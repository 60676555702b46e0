use chrono::NaiveDate;
use itertools::Itertools;
use thiserror::Error;

use crate::graph::CityId;

/// Input validation errors, raised before any optimization work starts.
///
/// A zone without outgoing transitions is deliberately not an error: the
/// solver treats it as a forced zero-earning stay for the remaining hours.
#[derive(Debug, Clone, PartialEq, Error)]
pub enum SolveError {
    #[error("city {city} is not in the trips data, available cities: {}", available.iter().join(", "))]
    UnknownCity { city: CityId, available: Vec<CityId> },

    #[error("zone `{zone}` is not part of city {city}")]
    UnknownZone { city: CityId, zone: String },

    #[error("start hour {0} is not on the clock, expected 0..=23")]
    StartHour(u8),

    #[error("shift duration of {0} hours is out of range, expected 1..=24")]
    Duration(u32),

    #[error("a week starting {0} runs past the end of the calendar")]
    WeekStart(NaiveDate),

    #[error("parameter `{name}` has an invalid value of {value}")]
    Parameter { name: &'static str, value: f64 },
}
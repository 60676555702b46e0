//! JSON exports: a timestamped envelope around one serialized analysis.

use std::{fs, path::Path};

use chrono::{DateTime, Local, NaiveDate};
use serde::Serialize;

use crate::{
    analysis::{DayPlan, ZoneActivity},
    core::{
        plan::{PlanStep, WorkPlan},
        search::RankedStart,
    },
    graph::{CityId, HourOfDay},
    prelude::*,
    quantity::{money::Money, rate::MoneyRate, time::Minutes},
};

#[derive(Serialize)]
pub struct Report<T> {
    pub city_id: CityId,
    pub generated_at: DateTime<Local>,
    pub analysis: T,
}

/// Pretty-prints the envelope into the file.
pub fn export<T: Serialize>(path: &Path, city_id: CityId, analysis: &T) -> Result {
    let report = Report { city_id, generated_at: Local::now(), analysis };
    let buffer = serde_json::to_vec_pretty(&report).context("failed to serialize the report")?;
    fs::write(path, buffer)
        .with_context(|| format!("failed to write the report to `{}`", path.display()))?;
    info!(path = %path.display(), "exported the report");
    Ok(())
}

/// Full optimizer output for one starting configuration.
#[derive(Serialize)]
pub struct PlanAnalysis {
    start_zone: String,
    start_hour: HourOfDay,
    duration: u32,
    reference_date: NaiveDate,
    total_earnings: Money,
    hourly_rate: MoneyRate,
    path: Vec<String>,
    steps: Vec<PlanStep>,
}

impl From<&WorkPlan> for PlanAnalysis {
    fn from(plan: &WorkPlan) -> Self {
        Self {
            start_zone: plan.start_zone.clone(),
            start_hour: plan.start_hour,
            duration: plan.duration(),
            reference_date: plan.reference_date,
            total_earnings: plan.earnings,
            hourly_rate: plan.hourly_rate(),
            path: plan.path().into_iter().map(str::to_string).collect(),
            steps: plan.steps.clone(),
        }
    }
}

#[derive(Serialize)]
pub struct RankedStartEntry {
    rank: usize,
    zone: String,
    lat: f64,
    lon: f64,
    total_earnings: Money,
    path: Vec<String>,
}

pub fn ranked_starts(ranked: &[RankedStart]) -> Vec<RankedStartEntry> {
    ranked
        .iter()
        .enumerate()
        .map(|(index, start)| RankedStartEntry {
            rank: index + 1,
            zone: start.zone().to_string(),
            lat: start.position.lat,
            lon: start.position.lon,
            total_earnings: start.plan.earnings,
            path: start.plan.path().into_iter().map(str::to_string).collect(),
        })
        .collect()
}

#[derive(Serialize)]
pub struct ScheduleEntry {
    start_hour: HourOfDay,
    duration: u32,
    total_earnings: Money,
    hourly_rate: MoneyRate,
    path_preview: String,
}

impl From<&WorkPlan> for ScheduleEntry {
    fn from(plan: &WorkPlan) -> Self {
        Self {
            start_hour: plan.start_hour,
            duration: plan.duration(),
            total_earnings: plan.earnings,
            hourly_rate: plan.hourly_rate(),
            path_preview: plan.path_preview(),
        }
    }
}

#[derive(Serialize)]
pub struct WeeklyEntry {
    date: NaiveDate,
    day_of_week: String,
    total_earnings: Money,
    hourly_rate: MoneyRate,
}

impl From<&DayPlan> for WeeklyEntry {
    fn from(day: &DayPlan) -> Self {
        Self {
            date: day.date,
            day_of_week: day.weekday(),
            total_earnings: day.plan.earnings,
            hourly_rate: day.plan.hourly_rate(),
        }
    }
}

#[derive(Serialize)]
pub struct ActivityEntry {
    zone: String,
    inbound_trips: u64,
    outbound_trips: u64,
    net_flow: i64,
    mean_ride_mins: Option<Minutes>,
    earning_rate_per_hour: MoneyRate,
}

impl From<&ZoneActivity> for ActivityEntry {
    fn from(activity: &ZoneActivity) -> Self {
        Self {
            zone: activity.zone.clone(),
            inbound_trips: activity.inbound_trips,
            outbound_trips: activity.outbound_trips,
            net_flow: activity.net_flow(),
            mean_ride_mins: activity.mean_ride_time,
            earning_rate_per_hour: activity.rate,
        }
    }
}
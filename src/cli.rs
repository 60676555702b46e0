mod compare;
mod data;
mod date;
mod export;
mod model;
mod plan;
mod scout;
mod shift;
mod week;
mod zones;

use clap::{Parser, Subcommand};

use crate::cli::{
    compare::CompareArgs, plan::PlanArgs, scout::ScoutArgs, week::WeekArgs, zones::ZonesArgs,
};

#[derive(Parser)]
#[command(author, version, about, propagate_version = true)]
#[must_use]
pub struct Args {
    #[command(subcommand)]
    pub command: Command,
}

#[derive(Subcommand)]
pub enum Command {
    /// Main command: plan the most profitable shift from a fixed starting zone.
    #[clap(name = "plan")]
    Plan(Box<PlanArgs>),

    /// Rank the starting zones of a city by their optimal earnings.
    #[clap(name = "scout")]
    Scout(Box<ScoutArgs>),

    /// Compare typical work schedules for one starting zone.
    #[clap(name = "compare")]
    Compare(Box<CompareArgs>),

    /// Plan the same shift for each day of a week.
    #[clap(name = "week")]
    Week(Box<WeekArgs>),

    /// Show per-zone trip activity during one hour of day.
    #[clap(name = "zones")]
    Zones(Box<ZonesArgs>),
}
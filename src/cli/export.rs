use std::path::PathBuf;

use clap::Parser;
use serde::Serialize;

use crate::{graph::CityId, prelude::*, report};

#[derive(Parser)]
pub struct ExportArgs {
    /// Export the analysis into a JSON file.
    #[clap(long = "json")]
    json: Option<PathBuf>,
}

impl ExportArgs {
    pub fn export<T: Serialize>(&self, city_id: CityId, analysis: &T) -> Result {
        match &self.json {
            Some(path) => report::export(path, city_id, analysis),
            None => Ok(()),
        }
    }
}
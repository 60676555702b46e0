use clap::Parser;
use itertools::Itertools;

use crate::{
    analysis::{DEFAULT_SCHEDULES, compare_schedules},
    cli::{data::DataArgs, date::DateArgs, export::ExportArgs, model::ModelArgs},
    prelude::*,
    report::ScheduleEntry,
    tables::build_schedules_table,
};

#[derive(Parser)]
pub struct CompareArgs {
    #[clap(flatten)]
    data: DataArgs,

    /// Starting zone, the busiest zone of the city when omitted.
    #[clap(long = "zone")]
    zone: Option<String>,

    #[clap(flatten)]
    date: DateArgs,

    #[clap(flatten)]
    model: ModelArgs,

    #[clap(flatten)]
    export: ExportArgs,
}

impl CompareArgs {
    #[instrument(skip_all)]
    pub fn run(self) -> Result {
        let graphs = self.data.load()?;
        let graph = graphs.city(self.data.city)?;
        let params = self.model.to_params()?;
        let start_zone = match self.zone {
            Some(zone) => zone,
            None => {
                let index = graph.busiest_zone().context("the city has no zones")?;
                let zone = graph.zone(index).id.clone();
                info!(%zone, "defaulted to the busiest starting zone");
                zone
            }
        };
        let plans = compare_schedules(
            graph,
            &params,
            &start_zone,
            self.date.reference_date(),
            &DEFAULT_SCHEDULES,
        )?;

        println!("{}", build_schedules_table(&plans));
        self.export.export(graph.city(), &plans.iter().map(ScheduleEntry::from).collect_vec())?;
        Ok(())
    }
}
* * * * *
→ Required action
Each line from the top of the records above through the line containing "pub enum SolveError" needs to be transcribed exactly, and no line after it.

→ Response to this task
repository 60676555702b46e0
use chrono::NaiveDate;
use itertools::Itertools;
use thiserror::Error;

use crate::graph::CityId;

/// Input validation errors, raised before any optimization work starts.
///
/// A zone without outgoing transitions is deliberately not an error: the
/// solver treats it as a forced zero-earning stay for the remaining hours.
#[derive(Debug, Clone, PartialEq, Error)]
pub enum SolveError {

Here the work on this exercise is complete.